■ DATA ■
************

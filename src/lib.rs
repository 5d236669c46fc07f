#![allow(clippy::type_complexity)]
// Ultralytics 🚀 AGPL-3.0 License - https://ultralytics.com/license
pub mod analyzer; // 单帧分析器 (姿态 + 球)
pub mod annotate; // 结果绘制
pub mod config; // 命令行与分析参数
pub mod error; // 错误类型
pub mod frame; // 输入帧
pub mod keypoints; // 关键点/圆 数据结构
pub mod models; // 模型接口与具体实现
pub mod ort_backend;
pub mod source; // 输入图片/视频
pub mod utils;

pub use crate::analyzer::{AnalysisReport, FrameAnalysis, FrameAnalyzer};
pub use crate::config::{AnalyzerConfig, Args, BallSelection, CircleBackend, HoughConfig};
pub use crate::error::{AnalyzerError, AnalyzerResult};
pub use crate::frame::{ChannelOrder, Frame};
pub use crate::keypoints::{Ball, BodyPart, Circle, KeypointSet, LandmarkLayout, Landmarks};
pub use crate::models::{CircleFinder, PoseEstimator, YOLOv8Pose};
pub use crate::ort_backend::{OrtBackend, OrtConfig, OrtEP};
pub use crate::utils::hough_circles::HoughCircles;

/// 按置信度降序排序后做 NMS, 原地保留结果
pub fn non_max_suppression(xs: &mut Vec<(Bbox, Vec<Point2>)>, iou_threshold: f32) {
    xs.sort_by(|b1, b2| b2.0.confidence().total_cmp(&b1.0.confidence()));

    let mut current_index = 0;
    for index in 0..xs.len() {
        let mut drop = false;
        for prev_index in 0..current_index {
            let iou = xs[prev_index].0.iou(&xs[index].0);
            if iou > iou_threshold {
                drop = true;
                break;
            }
        }
        if !drop {
            xs.swap(current_index, index);
            current_index += 1;
        }
    }
    xs.truncate(current_index);
}

pub fn gen_time_string(delimiter: &str) -> String {
    let t_now = chrono::Local::now();
    let fmt = format!(
        "%Y{}%m{}%d{}%H{}%M{}%S{}%f",
        delimiter, delimiter, delimiter, delimiter, delimiter, delimiter
    );
    t_now.format(&fmt).to_string()
}

#[derive(Debug, PartialEq, Clone, Default)]
pub struct Point2 {
    // A point2d with x, y, conf
    x: f32,
    y: f32,
    confidence: f32,
}

impl Point2 {
    pub fn new_with_conf(x: f32, y: f32, confidence: f32) -> Self {
        Self { x, y, confidence }
    }

    pub fn new(x: f32, y: f32) -> Self {
        Self {
            x,
            y,
            ..Default::default()
        }
    }

    pub fn x(&self) -> f32 {
        self.x
    }

    pub fn y(&self) -> f32 {
        self.y
    }

    pub fn confidence(&self) -> f32 {
        self.confidence
    }
}

#[derive(Debug, Clone, PartialEq, Default)]
pub struct Bbox {
    // a bounding box around an object
    xmin: f32,
    ymin: f32,
    width: f32,
    height: f32,
    confidence: f32,
}

impl Bbox {
    pub fn new(xmin: f32, ymin: f32, width: f32, height: f32, confidence: f32) -> Self {
        Self {
            xmin,
            ymin,
            width,
            height,
            confidence,
        }
    }

    pub fn xmax(&self) -> f32 {
        self.xmin + self.width
    }

    pub fn ymax(&self) -> f32 {
        self.ymin + self.height
    }

    pub fn confidence(&self) -> f32 {
        self.confidence
    }

    pub fn area(&self) -> f32 {
        self.width * self.height
    }

    pub fn intersection_area(&self, another: &Bbox) -> f32 {
        let l = self.xmin.max(another.xmin);
        let r = self.xmax().min(another.xmax());
        let t = self.ymin.max(another.ymin);
        let b = self.ymax().min(another.ymax());
        (r - l).max(0.) * (b - t).max(0.)
    }

    pub fn union(&self, another: &Bbox) -> f32 {
        self.area() + another.area() - self.intersection_area(another)
    }

    pub fn iou(&self, another: &Bbox) -> f32 {
        let union = self.union(another);
        if union <= 0.0 {
            return 0.0;
        }
        self.intersection_area(another) / union
    }
}
// Ultralytics 🚀 AGPL-3.0 License - https://ultralytics.com/license
//
// ONNX Runtime 推理后端
// 只负责: 建 session、喂 NCHW f32 张量、取回全部 f32 输出

use anyhow::{Context, Result};
use ndarray::{Array, IxDyn};
use ort::session::builder::GraphOptimizationLevel;
use ort::session::Session;
use ort::value::Tensor;
use tracing::{debug, info};

/// Execution Provider
#[derive(Debug, Clone, Copy, PartialEq, Eq)]
pub enum OrtEP {
    CPU,
    CUDA(i32),
}

#[derive(Debug, Clone)]
pub struct OrtConfig {
    pub f: String,
    pub ep: OrtEP,
    /// (height, width)
    pub image_size: (u32, u32),
    pub intra_threads: Option<usize>,
}

impl Default for OrtConfig {
    fn default() -> Self {
        Self {
            f: String::new(),
            ep: OrtEP::CPU,
            image_size: (640, 640),
            intra_threads: None,
        }
    }
}

pub struct OrtBackend {
    session: Session,
    ep: OrtEP,
    height: u32,
    width: u32,
}

impl OrtBackend {
    pub fn build(config: OrtConfig) -> Result<Self> {
        let mut builder =
            Session::builder()?.with_optimization_level(GraphOptimizationLevel::Level3)?;
        if let Some(n) = config.intra_threads {
            builder = builder.with_intra_threads(n)?;
        }

        let ep = match config.ep {
            #[cfg(feature = "cuda")]
            OrtEP::CUDA(device_id) => {
                use ort::execution_providers::CUDAExecutionProvider;
                builder = builder.with_execution_providers([CUDAExecutionProvider::default()
                    .with_device_id(device_id)
                    .build()])?;
                OrtEP::CUDA(device_id)
            }
            #[cfg(not(feature = "cuda"))]
            OrtEP::CUDA(device_id) => {
                tracing::warn!(
                    device_id,
                    "built without the `cuda` feature, falling back to CPU"
                );
                OrtEP::CPU
            }
            OrtEP::CPU => OrtEP::CPU,
        };

        let session = builder
            .commit_from_file(&config.f)
            .with_context(|| format!("failed to load ONNX model {}", config.f))?;

        let (height, width) = config.image_size;
        info!(model = %config.f, ?ep, height, width, "onnx session ready");

        Ok(Self {
            session,
            ep,
            height,
            width,
        })
    }

    /// 单输入推理, 返回所有输出 (按模型声明顺序)
    pub fn run(&mut self, xs: Array<f32, IxDyn>, profile: bool) -> Result<Vec<Array<f32, IxDyn>>> {
        let t = std::time::Instant::now();
        let input = Tensor::from_array(xs)?;
        let outputs = self
            .session
            .run(ort::inputs![input])
            .context("onnx inference failed")?;

        let mut ys = Vec::with_capacity(outputs.len());
        for i in 0..outputs.len() {
            let y = outputs[i]
                .try_extract_array::<f32>()
                .with_context(|| format!("output #{} is not a f32 tensor", i))?;
            ys.push(y.into_owned());
        }
        if profile {
            println!("[ORT run]: {:?}", t.elapsed());
        }
        debug!(outputs = ys.len(), elapsed = ?t.elapsed(), "onnx run");
        Ok(ys)
    }

    pub fn ep(&self) -> &OrtEP {
        &self.ep
    }

    pub fn height(&self) -> u32 {
        self.height
    }

    pub fn width(&self) -> u32 {
        self.width
    }
}
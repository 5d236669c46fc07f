/// 单帧输入 (Frame)
///
/// 解码由调用方完成, 这里只持有内存中的 8-bit 三通道像素和通道顺序。
/// OpenCV 解码出来的是 BGR, `image` crate 解码出来的是 RGB。
use std::borrow::Cow;

use image::{imageops, DynamicImage, GrayImage, RgbImage};

use crate::error::{AnalyzerError, AnalyzerResult};

/// 像素通道顺序
#[derive(Debug, Clone, Copy, PartialEq, Eq, Default)]
pub enum ChannelOrder {
    #[default]
    Rgb,
    Bgr,
}

#[derive(Debug, Clone)]
pub struct Frame {
    pixels: RgbImage,
    order: ChannelOrder,
}

impl Frame {
    pub fn new(pixels: RgbImage, order: ChannelOrder) -> Self {
        Self { pixels, order }
    }

    /// 从裸缓冲区构建, 长度必须等于 width * height * 3
    pub fn from_raw(
        width: u32,
        height: u32,
        data: Vec<u8>,
        order: ChannelOrder,
    ) -> AnalyzerResult<Self> {
        let expected = width as usize * height as usize * 3;
        if data.len() != expected {
            return Err(AnalyzerError::invalid_frame(format!(
                "buffer holds {} bytes, {}x{}x3 needs {}",
                data.len(),
                width,
                height,
                expected
            )));
        }
        let pixels = RgbImage::from_raw(width, height, data)
            .ok_or_else(|| AnalyzerError::invalid_frame("buffer does not match dimensions"))?;
        Ok(Self { pixels, order })
    }

    pub fn from_dynamic(image: &DynamicImage) -> Self {
        Self {
            pixels: image.to_rgb8(),
            order: ChannelOrder::Rgb,
        }
    }

    pub fn width(&self) -> u32 {
        self.pixels.width()
    }

    pub fn height(&self) -> u32 {
        self.pixels.height()
    }

    pub fn order(&self) -> ChannelOrder {
        self.order
    }

    pub fn is_empty(&self) -> bool {
        self.width() == 0 || self.height() == 0
    }

    pub fn validate(&self) -> AnalyzerResult<()> {
        if self.is_empty() {
            return Err(AnalyzerError::invalid_frame(format!(
                "frame has zero size ({}x{})",
                self.width(),
                self.height()
            )));
        }
        Ok(())
    }

    /// 原始像素, 按 `order()` 排列
    pub fn raw(&self) -> &RgbImage {
        &self.pixels
    }

    /// 转成 RGB 顺序 (模型期望的输入), 已是 RGB 时不复制
    pub fn to_rgb(&self) -> Cow<'_, RgbImage> {
        match self.order {
            ChannelOrder::Rgb => Cow::Borrowed(&self.pixels),
            ChannelOrder::Bgr => {
                let mut rgb = self.pixels.clone();
                for p in rgb.pixels_mut() {
                    p.0.swap(0, 2);
                }
                Cow::Owned(rgb)
            }
        }
    }

    pub fn to_gray(&self) -> GrayImage {
        let rgb = self.to_rgb();
        imageops::grayscale(&*rgb)
    }
}

#[cfg(test)]
mod tests {
    use super::*;
    use image::Rgb;

    #[test]
    fn test_from_raw_rejects_length_mismatch() {
        let err = Frame::from_raw(4, 4, vec![0; 10], ChannelOrder::Rgb).unwrap_err();
        assert!(err.is_invalid_frame());
    }

    #[test]
    fn test_empty_frame_fails_validation() {
        let frame = Frame::new(RgbImage::new(0, 0), ChannelOrder::Rgb);
        assert!(frame.is_empty());
        assert!(frame.validate().unwrap_err().is_invalid_frame());

        let frame = Frame::from_raw(0, 8, Vec::new(), ChannelOrder::Bgr).unwrap();
        assert!(frame.validate().is_err());
    }

    #[test]
    fn test_bgr_is_swapped_to_rgb() {
        let frame = Frame::from_raw(1, 1, vec![10, 20, 30], ChannelOrder::Bgr).unwrap();
        assert_eq!(frame.to_rgb().get_pixel(0, 0), &Rgb([30, 20, 10]));
        // 原始缓冲区不变
        assert_eq!(frame.raw().get_pixel(0, 0), &Rgb([10, 20, 30]));
    }

    #[test]
    fn test_rgb_is_borrowed() {
        let frame = Frame::new(RgbImage::new(2, 2), ChannelOrder::Rgb);
        assert!(matches!(frame.to_rgb(), Cow::Borrowed(_)));
        assert_eq!(frame.to_gray().dimensions(), (2, 2));
    }
}
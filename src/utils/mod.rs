pub mod hough_circles; // 梯度 Hough 圆检测
#[cfg(feature = "opencv")]
pub mod cv_backend; // OpenCV 圆检测与视频首帧读取

use anyhow::Result;

use crate::models::CircleFinder;
use crate::{CircleBackend, HoughConfig, HoughCircles};

/// 按配置构造圆检测实现
pub fn circle_finder(backend: CircleBackend, config: &HoughConfig) -> Result<Box<dyn CircleFinder>> {
    match backend {
        CircleBackend::Imageproc => Ok(Box::new(HoughCircles::new(config.clone())?)),
        #[cfg(feature = "opencv")]
        CircleBackend::Opencv => Ok(Box::new(cv_backend::OpenCvHoughCircles::new(
            config.clone(),
        )?)),
        #[cfg(not(feature = "opencv"))]
        CircleBackend::Opencv => anyhow::bail!("built without the `opencv` feature"),
    }
}

#[cfg(test)]
mod tests {
    use super::*;

    #[test]
    fn test_default_backend() {
        assert!(circle_finder(CircleBackend::Imageproc, &HoughConfig::default()).is_ok());
    }

    #[cfg(not(feature = "opencv"))]
    #[test]
    fn test_opencv_backend_needs_feature() {
        assert!(circle_finder(CircleBackend::Opencv, &HoughConfig::default()).is_err());
    }
}
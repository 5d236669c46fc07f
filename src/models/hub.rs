/// 模型文件定位: 本地路径直接使用, http(s) 地址下载到缓存目录后复用
use std::fs;
use std::io;
use std::path::{Path, PathBuf};

use anyhow::{anyhow, bail, Context, Result};
use tracing::info;

const CACHE_SUBDIR: &str = "golf-swing-rs";

pub fn is_url(model: &str) -> bool {
    model.starts_with("http://") || model.starts_with("https://")
}

/// 缓存根目录, 如 `~/.cache/golf-swing-rs`
pub fn cache_root() -> Result<PathBuf> {
    dirs::cache_dir()
        .map(|d| d.join(CACHE_SUBDIR))
        .ok_or_else(|| anyhow!("no cache directory on this platform"))
}

/// URL 对应的缓存文件 (取 URL 最后一段作为文件名, 去掉 query)
pub fn cache_path(root: &Path, url: &str) -> Result<PathBuf> {
    let name = url
        .split(['?', '#'])
        .next()
        .and_then(|u| u.rsplit('/').next())
        .filter(|n| !n.is_empty())
        .ok_or_else(|| anyhow!("cannot derive a file name from {}", url))?;
    Ok(root.join(name))
}

/// 返回可直接交给 ONNX Runtime 的本地文件路径
pub fn resolve(model: &str) -> Result<PathBuf> {
    if !is_url(model) {
        let path = PathBuf::from(model);
        if !path.is_file() {
            bail!("model file not found: {}", path.display());
        }
        return Ok(path);
    }

    let root = cache_root()?;
    let dst = cache_path(&root, model)?;
    if dst.is_file() {
        info!(path = %dst.display(), "using cached model");
        return Ok(dst);
    }
    fs::create_dir_all(&root)
        .with_context(|| format!("failed to create cache dir {}", root.display()))?;
    download(model, &dst)?;
    Ok(dst)
}

fn download(url: &str, dst: &Path) -> Result<()> {
    info!(url, dst = %dst.display(), "downloading model");
    let t = std::time::Instant::now();

    let response = ureq::get(url)
        .call()
        .with_context(|| format!("failed to fetch {}", url))?;

    // 先写临时文件, 完整下载后再改名, 避免留下半个模型
    let tmp = dst.with_extension("part");
    let mut file =
        fs::File::create(&tmp).with_context(|| format!("failed to create {}", tmp.display()))?;
    let bytes = io::copy(&mut response.into_reader(), &mut file)
        .with_context(|| format!("failed to download {}", url))?;
    drop(file);
    fs::rename(&tmp, dst).with_context(|| format!("failed to move model to {}", dst.display()))?;

    info!(bytes, elapsed = ?t.elapsed(), "model downloaded");
    Ok(())
}
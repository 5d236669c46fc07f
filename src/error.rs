/// 分析器错误类型
///
/// "没有检测到" 不是错误: `detect_pose` / `detect_ball` 用 `Ok(None)` 表示。
/// 这里只区分调用方需要不同处理的几类失败。
#[derive(Debug, thiserror::Error)]
pub enum AnalyzerError {
    /// 输入帧为空或缓冲区与尺寸不符 (调用方应拒绝该上传)
    #[error("invalid frame: {0}")]
    InvalidFrame(String),

    /// 模型加载失败 (下次调用会重试)
    #[error("model initialization failed: {0:#}")]
    ModelInit(anyhow::Error),

    /// 推理或后处理失败
    #[error("inference failed: {0:#}")]
    Inference(anyhow::Error),
}

impl AnalyzerError {
    pub fn invalid_frame(msg: impl Into<String>) -> Self {
        Self::InvalidFrame(msg.into())
    }

    pub fn is_invalid_frame(&self) -> bool {
        matches!(self, Self::InvalidFrame(_))
    }
}

pub type AnalyzerResult<T> = std::result::Result<T, AnalyzerError>;
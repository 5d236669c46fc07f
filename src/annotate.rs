/// 结果绘制: 关键点画实心绿点, 球画红色圆环 (线宽 3, 中心落在半径上)
use std::path::{Path, PathBuf};

use anyhow::{Context, Result};
use image::{Rgb, RgbImage};
use imageproc::drawing::{draw_filled_circle_mut, draw_hollow_circle_mut};
use tracing::info;

use crate::{gen_time_string, Ball, Frame, KeypointSet};

const KEYPOINT_COLOR: Rgb<u8> = Rgb([0, 255, 0]);
const KEYPOINT_RADIUS: i32 = 8;
const BALL_COLOR: Rgb<u8> = Rgb([255, 0, 0]);
const BALL_THICKNESS: i32 = 3;

/// 在帧的 RGB 副本上绘制结果
pub fn draw(frame: &Frame, keypoints: Option<&KeypointSet>, ball: Option<&Ball>) -> RgbImage {
    let mut img = frame.to_rgb().into_owned();
    let (w, h) = (frame.width() as f32, frame.height() as f32);

    if let Some(kpts) = keypoints {
        for (_, p) in kpts.iter() {
            let x = (p.x() * w).round() as i32;
            let y = (p.y() * h).round() as i32;
            draw_filled_circle_mut(&mut img, (x, y), KEYPOINT_RADIUS, KEYPOINT_COLOR);
        }
    }

    if let Some(ball) = ball {
        let center = (ball.x as i32, ball.y as i32);
        // 线宽以半径为中心
        let half = BALL_THICKNESS / 2;
        for t in -half..=half {
            let r = ball.radius as i32 + t;
            if r > 0 {
                draw_hollow_circle_mut(&mut img, center, r, BALL_COLOR);
            }
        }
    }
    img
}

/// 保存到 `out` 目录, 文件名带时间戳
pub fn save<P: AsRef<Path>>(img: &RgbImage, out: P, stem: &str) -> Result<PathBuf> {
    let out = out.as_ref();
    std::fs::create_dir_all(out)
        .with_context(|| format!("failed to create output dir {}", out.display()))?;
    let path = out.join(format!("{}-{}.jpg", stem, gen_time_string("-")));
    img.save(&path)
        .with_context(|| format!("failed to save {}", path.display()))?;
    info!(path = %path.display(), "annotated image saved");
    Ok(path)
}
/// 模型能力接口与实现
///
/// # 架构说明
///
/// 分析器不直接依赖具体模型, 只依赖两个能力:
/// - **PoseEstimator**: 单张图片 → 一个人的全部关键点 (单图模式, 无跟踪状态)
/// - **CircleFinder**: 单张图片 → 候选圆列表 (检测器自身顺序)
///
/// ## 具体实现
/// - `YOLOv8Pose`: ONNX YOLOv8-pose 模型 (COCO 17 点), 文件 `yolov8.rs`
/// - `HoughCircles`: 梯度 Hough 圆检测, 文件 `utils/hough_circles.rs`
///
/// ## 使用示例
/// ```no_run
/// use golf_swing_rs::models::{PoseEstimator, YOLOv8Pose, YOLOv8PoseConfig};
/// use golf_swing_rs::{Frame, OrtConfig};
///
/// # fn main() -> anyhow::Result<()> {
/// let ort = OrtConfig { f: "models/yolov8n-pose.onnx".into(), ..Default::default() };
/// let mut model = YOLOv8Pose::new(ort, YOLOv8PoseConfig::default())?;
/// let frame = Frame::from_dynamic(&image::open("swing.jpg")?);
/// let landmarks = model.infer(&frame)?;
/// # Ok(())
/// # }
/// ```
use anyhow::Result;

use crate::{Circle, Frame, Landmarks};

/// 人体姿态估计能力
pub trait PoseEstimator: Send {
    /// 单帧推理
    ///
    /// # Returns
    /// * `Ok(None)` - 画面中没有人
    /// * `Ok(Some(landmarks))` - 置信度最高的那个人, 坐标按原图宽高归一化
    fn infer(&mut self, frame: &Frame) -> Result<Option<Landmarks>>;

    /// 模型名称 (日志用)
    fn name(&self) -> &str;
}

/// 圆检测能力
pub trait CircleFinder: Send {
    /// 返回所有候选圆, 顺序由实现决定 (不保证 "最好" 的在前)
    fn find_circles(&self, frame: &Frame) -> Result<Vec<Circle>>;
}

impl<T: PoseEstimator + ?Sized> PoseEstimator for Box<T> {
    fn infer(&mut self, frame: &Frame) -> Result<Option<Landmarks>> {
        (**self).infer(frame)
    }

    fn name(&self) -> &str {
        (**self).name()
    }
}

impl<T: CircleFinder + ?Sized> CircleFinder for Box<T> {
    fn find_circles(&self, frame: &Frame) -> Result<Vec<Circle>> {
        (**self).find_circles(frame)
    }
}

pub mod hub; // 模型下载与缓存
pub mod yolov8; // YOLOv8-pose 模型

// Re-exports
pub use yolov8::{YOLOv8Pose, YOLOv8PoseConfig, YOLOv8PosePostprocessor};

************

■ EXERCISE DETAILS ■
Print, please, the lines from the first line of the material through the line that contains "delimiter, delimiter, delimiter, delimiter, delimiter, delimiter", exactly as written and with nothing added.

■ SOLUTION TO THE PROBLEM ■
filename src/lib.rs
repository 5d236669c46fc07f
#![allow(clippy::type_complexity)]
// Ultralytics 🚀 AGPL-3.0 License - https://ultralytics.com/license
pub mod analyzer; // 单帧分析器 (姿态 + 球)
pub mod annotate; // 结果绘制
pub mod config; // 命令行与分析参数
pub mod error; // 错误类型
pub mod frame; // 输入帧
pub mod keypoints; // 关键点/圆 数据结构
pub mod models; // 模型接口与具体实现
pub mod ort_backend;
pub mod source; // 输入图片/视频
pub mod utils;

pub use crate::analyzer::{AnalysisReport, FrameAnalysis, FrameAnalyzer};
pub use crate::config::{AnalyzerConfig, Args, BallSelection, CircleBackend, HoughConfig};
pub use crate::error::{AnalyzerError, AnalyzerResult};
pub use crate::frame::{ChannelOrder, Frame};
pub use crate::keypoints::{Ball, BodyPart, Circle, KeypointSet, LandmarkLayout, Landmarks};
pub use crate::models::{CircleFinder, PoseEstimator, YOLOv8Pose};
pub use crate::ort_backend::{OrtBackend, OrtConfig, OrtEP};
pub use crate::utils::hough_circles::HoughCircles;

/// 按置信度降序排序后做 NMS, 原地保留结果
pub fn non_max_suppression(xs: &mut Vec<(Bbox, Vec<Point2>)>, iou_threshold: f32) {
    xs.sort_by(|b1, b2| b2.0.confidence().total_cmp(&b1.0.confidence()));

    let mut current_index = 0;
    for index in 0..xs.len() {
        let mut drop = false;
        for prev_index in 0..current_index {
            let iou = xs[prev_index].0.iou(&xs[index].0);
            if iou > iou_threshold {
                drop = true;
                break;
            }
        }
        if !drop {
            xs.swap(current_index, index);
            current_index += 1;
        }
    }
    xs.truncate(current_index);
}

pub fn gen_time_string(delimiter: &str) -> String {
    let t_now = chrono::Local::now();
    let fmt = format!(
        "%Y{}%m{}%d{}%H{}%M{}%S{}%f",
        delimiter, delimiter, delimiter, delimiter, delimiter, delimiter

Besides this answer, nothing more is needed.